• _YOUR INSTRUCTIONS_:
Each line below that holds the word "found" counts once. Say how many such lines there are, and no more.

• _INPUT DATA_:
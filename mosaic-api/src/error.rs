//! Model decoding errors.

use thiserror::Error;

#[derive(Debug, Error)]
pub enum ModelError {
    #[error("malformed document: {0}")]
    Decode(#[from] serde_json::Error),

    #[error("expected a {expected} document, got {found}")]
    Shape {
        expected: &'static str,
        found: &'static str,
    },
}

/// Name of a JSON value's type, for shape errors.
pub(crate) fn type_name(value: &serde_json::Value) -> &'static str {
    match value {
        serde_json::Value::Null => "null",
        serde_json::Value::Bool(_) => "boolean",
        serde_json::Value::Number(_) => "number",
        serde_json::Value::String(_) => "string",
        serde_json::Value::Array(_) => "array",
        serde_json::Value::Object(_) => "object",
    }
}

• _WRITTEN SOLUTION_:
2